Your goal
Write out again each line of the material below, unchanged, from the first one to the line that holds "#[derive(Debug)]".

--- Records provided Enclosed Below ---

use crate::core::models::multi_value::MultiValue;
use crate::core::models::shape::Shape;
use crate::core::models::value::Value;
use crate::engine::action::{ActionKernel, ActionParts, CalcIo, SetupIo};
use crate::engine::error::{ComputationError, EngineError};
use crate::engine::keywords::{Keywords, ParsedKeywords};
use crate::engine::registry::BuildContext;
use crate::engine::scheduler::{Reduction, TaskContext, TaskKernel};
use itertools::Itertools;

/// Argument positions of the masks; argument 0 is always the masked value.
#[derive(Debug, Clone, Copy)]
enum Masks {
    Vector(usize),
    Matrix {
        rows: Option<usize>,
        columns: Option<usize>,
    },
}

/// Keeps the elements whose mask entries are zero.
#[derive(Debug)]
pub struct SelectWithMaskKernel {
    masks: Masks,
    kept: Vec<usize>,
}

fn unmasked(mask: &Value) -> Vec<usize> {
    mask.data()
        .iter()
        .enumerate()
        .filter(|(_, m)| **m == 0.0)
        .map(|(i, _)| i)
        .collect()
}

impl TaskKernel for SelectWithMaskKernel {
    fn task_count(&self, _ctx: &TaskContext<'_>) -> usize {
        self.kept.len()
    }

    fn perform_task(
        &self,
        task: usize,
        ctx: &TaskContext<'_>,
        mv: &mut MultiValue,
    ) -> Result<(), ComputationError> {
        let element = self.kept[task];
        mv.set_value(0, ctx.arguments[0].get(element)?);
        mv.add_derivative(0, ctx.layout.argument(0, element), 1.0);
        Ok(())
    }
}

impl ActionKernel for SelectWithMaskKernel {
    fn setup(&mut self, io: &mut SetupIo<'_>) -> Result<(), EngineError> {
        let arguments = io.arguments();
        let data = arguments[0];
        let shape = match self.masks {
            Masks::Vector(m) => {
                let mask = arguments[m];
                if mask.len() != data.len() {
                    return Err(EngineError::configuration(
                        io.label(),
                        format!("mask has {} elements but the value has {}", mask.len(), data.len()),
                    ));
                }
                self.kept = unmasked(mask);
                Shape::Vector(self.kept.len())
            }
            Masks::Matrix { rows, columns } => {
                let Shape::Matrix { rows: nrows, cols: ncols } = *data.shape() else {
                    return Err(EngineError::configuration(
                        io.label(),
                        format!("ROW_MASK and COLUMN_MASK need a matrix, found {}", data.shape()),
                    ));
                };
                let select = |mask: Option<usize>, n: usize, what: &str| match mask {
                    None => Ok((0..n).collect::<Vec<_>>()),
                    Some(m) if arguments[m].len() == n => Ok(unmasked(arguments[m])),
                    Some(m) => Err(EngineError::configuration(
                        io.label(),
                        format!("{what} mask has {} elements but the matrix has {n}", arguments[m].len()),
                    )),
                };
                let kept_rows = select(rows, nrows, "row")?;
                let kept_columns = select(columns, ncols, "column")?;
                self.kept = kept_rows
                    .iter()
                    .cartesian_product(&kept_columns)
                    .map(|(r, c)| r * ncols + c)
                    .collect();
                Shape::Matrix {
                    rows: kept_rows.len(),
                    cols: kept_columns.len(),
                }
            }
        };
        io.reshape(0, shape);
        Ok(())
    }

    fn calculate(&mut self, io: &mut CalcIo<'_>) -> Result<(), EngineError> {
        io.run_tasks(&*self, Reduction::Disjoint)
    }
}

pub fn keywords() -> Keywords {
    Keywords::new(
        "SELECT_WITH_MASK",
        "Keep the elements of a vector or matrix whose mask entries are zero",
    )
    .compulsory("ARG", "the value from which elements are selected")
    .optional("MASK", "the mask of a vector argument")
    .optional("ROW_MASK", "the mask for the rows of a matrix argument")
    .optional("COLUMN_MASK", "the mask for the columns of a matrix argument")
}

pub fn build(ctx: &BuildContext<'_>, kw: &ParsedKeywords) -> Result<ActionParts, EngineError> {
    let label = ctx.label();
    let mut arguments = ctx.arguments(kw, "ARG")?;
    if arguments.len() != 1 {
        return Err(EngineError::configuration(
            label,
            format!("expected exactly one argument, found {}", arguments.len()),
        ));
    }
    let data = ctx
        .value(arguments[0])
        .ok_or_else(|| EngineError::Internal(format!("dangling argument of '{label}'")))?;

    let mut mask = |key: &str| -> Result<Option<usize>, EngineError> {
        let refs = ctx.arguments(kw, key)?;
        match refs.as_slice() {
            [] => Ok(None),
            [r] => {
                arguments.push(*r);
                Ok(Some(arguments.len() - 1))
            }
            _ => Err(EngineError::configuration(label, format!("{key} takes a single value"))),
        }
    };

    let (masks, shape) = if data.shape().is_matrix() {
        if kw.contains("MASK") {
            return Err(EngineError::configuration(label, "use ROW_MASK and COLUMN_MASK for matrices"));
        }
        let masks = Masks::Matrix {
            rows: mask("ROW_MASK")?,
            columns: mask("COLUMN_MASK")?,
        };
        (masks, data.shape().clone())
    } else {
        let m = mask("MASK")?
            .ok_or_else(|| EngineError::configuration(label, "MASK is required for a vector argument"))?;
        (Masks::Vector(m), Shape::Vector(data.len()))
    };

    let kernel = SelectWithMaskKernel {
        masks,
        kept: Vec::new(),
    };
    let output = Value::new("", shape, data.periodicity(), true);
    Ok(ActionParts::new(kernel).arguments(arguments).outputs(vec![output]))
}

#[cfg(test)]
mod tests {
    use crate::core::models::shape::Shape;
    use crate::engine::actions::test_support::{build_graph, constant};
    use crate::engine::config::ActionInput;

    #[test]
    fn keeps_elements_with_zero_mask_and_routes_forces_back() {
        let inputs = vec![
            constant("v", "10,20,30,40"),
            constant("m", "0,1,0,1"),
            ActionInput::new("SELECT_WITH_MASK")
                .label("s")
                .keyword("ARG", "v")
                .keyword("MASK", "m"),
        ];
        let (mut graph, mut arena) = build_graph(&inputs, 1).unwrap();
        graph.watch("s").unwrap();
        graph.calculate(&mut arena, 0).unwrap();
        assert_eq!(graph.value("s").unwrap().data(), &[10.0, 30.0]);
        graph.add_force("s", 1, 2.0).unwrap();
        graph.apply(&mut arena).unwrap();
        assert_eq!(graph.value("v").unwrap().forces(), &[0.0, 0.0, 2.0, 0.0]);
    }

    #[test]
    fn matrix_rows_and_columns_are_masked_independently() {
        let inputs = vec![
            ActionInput::new("CONSTANT")
                .label("x")
                .keyword("VALUES", "1,2,3,4,5,6")
                .keyword("NROWS", 2i64),
            constant("rows", "1,0"),
            ActionInput::new("SELECT_WITH_MASK")
                .label("s")
                .keyword("ARG", "x")
                .keyword("ROW_MASK", "rows"),
        ];
        let (mut graph, mut arena) = build_graph(&inputs, 1).unwrap();
        graph.watch("s").unwrap();
        graph.calculate(&mut arena, 0).unwrap();
        let s = graph.value("s").unwrap();
        assert_eq!(*s.shape(), Shape::Matrix { rows: 1, cols: 3 });
        assert_eq!(s.data(), &[4.0, 5.0, 6.0]);
        graph.add_force("s", 2, 1.0).unwrap();
        graph.apply(&mut arena).unwrap();
        assert_eq!(graph.value("x").unwrap().forces(), &[0.0, 0.0, 0.0, 0.0, 0.0, 1.0]);
    }

    #[test]
    fn vector_argument_needs_a_mask() {
        let inputs = vec![
            constant("v", "1,2"),
            ActionInput::new("SELECT_WITH_MASK").label("s").keyword("ARG", "v"),
        ];
        assert!(build_graph(&inputs, 1).unwrap_err().is_configuration());
    }
}
mod cli;
mod commands;
mod config;
mod error;
mod logging;
mod utils;

use crate::cli::{Cli, Commands};
use crate::error::{CliError, Result};
use clap::Parser;
use tracing::{debug, error, info};

fn main() {
    if let Err(e) = run_app() {
        eprintln!("\n❌ Error: {}", e);
        std::process::exit(1);
    }
}

fn run_app() -> Result<()> {
    let cli = Cli::parse();
    logging::setup_logging(cli.verbose, cli.quiet, cli.log_file.as_deref())?;

    let (panic_hook, eyre_hook) = color_eyre::config::HookBuilder::default().into_hooks();
    eyre_hook.install().map_err(|e| CliError::Other(e.into()))?;
    std::panic::set_hook(Box::new(move |pi| {
        error!("{}", panic_hook.panic_report(pi));
    }));

    info!("cvflow CLI v{} starting up.", env!("CARGO_PKG_VERSION"));
    debug!("Full CLI arguments parsed: {:?}", &cli);

    if let Some(num_threads) = cli.threads {
        info!("Setting Rayon global thread pool to {} threads.", num_threads);
        rayon::ThreadPoolBuilder::new()
            .num_threads(num_threads)
            .build_global()
            .map_err(|e| CliError::Other(anyhow::anyhow!("Failed to build global thread pool: {}", e)))?;
    }

    let result = match cli.command {
        Commands::Run(args) => {
            info!("Dispatching to 'run' command.");
            commands::run::run(args)
        }
        Commands::ShowGraph(args) => {
            info!("Dispatching to 'show-graph' command.");
            commands::show_graph::run(args)
        }
        Commands::Actions(args) => commands::actions::run(args),
    };

    match &result {
        Ok(()) => info!("Command completed successfully."),
        Err(e) => error!("Command failed: {}", e),
    }
    result
}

--- End of Enclosed Records provided ---

Reply
use crate::core::models::multi_value::MultiValue;
use crate::core::models::shape::Shape;
use crate::core::models::value::Value;
use crate::engine::action::{ActionKernel, ActionParts, CalcIo, SetupIo};
use crate::engine::error::{ComputationError, EngineError};
use crate::engine::keywords::{Keywords, ParsedKeywords};
use crate::engine::registry::BuildContext;
use crate::engine::scheduler::{Reduction, TaskContext, TaskKernel};
use itertools::Itertools;

/// Argument positions of the masks; argument 0 is always the masked value.
#[derive(Debug, Clone, Copy)]
enum Masks {
    Vector(usize),
    Matrix {
        rows: Option<usize>,
        columns: Option<usize>,
    },
}

/// Keeps the elements whose mask entries are zero.
#[derive(Debug)]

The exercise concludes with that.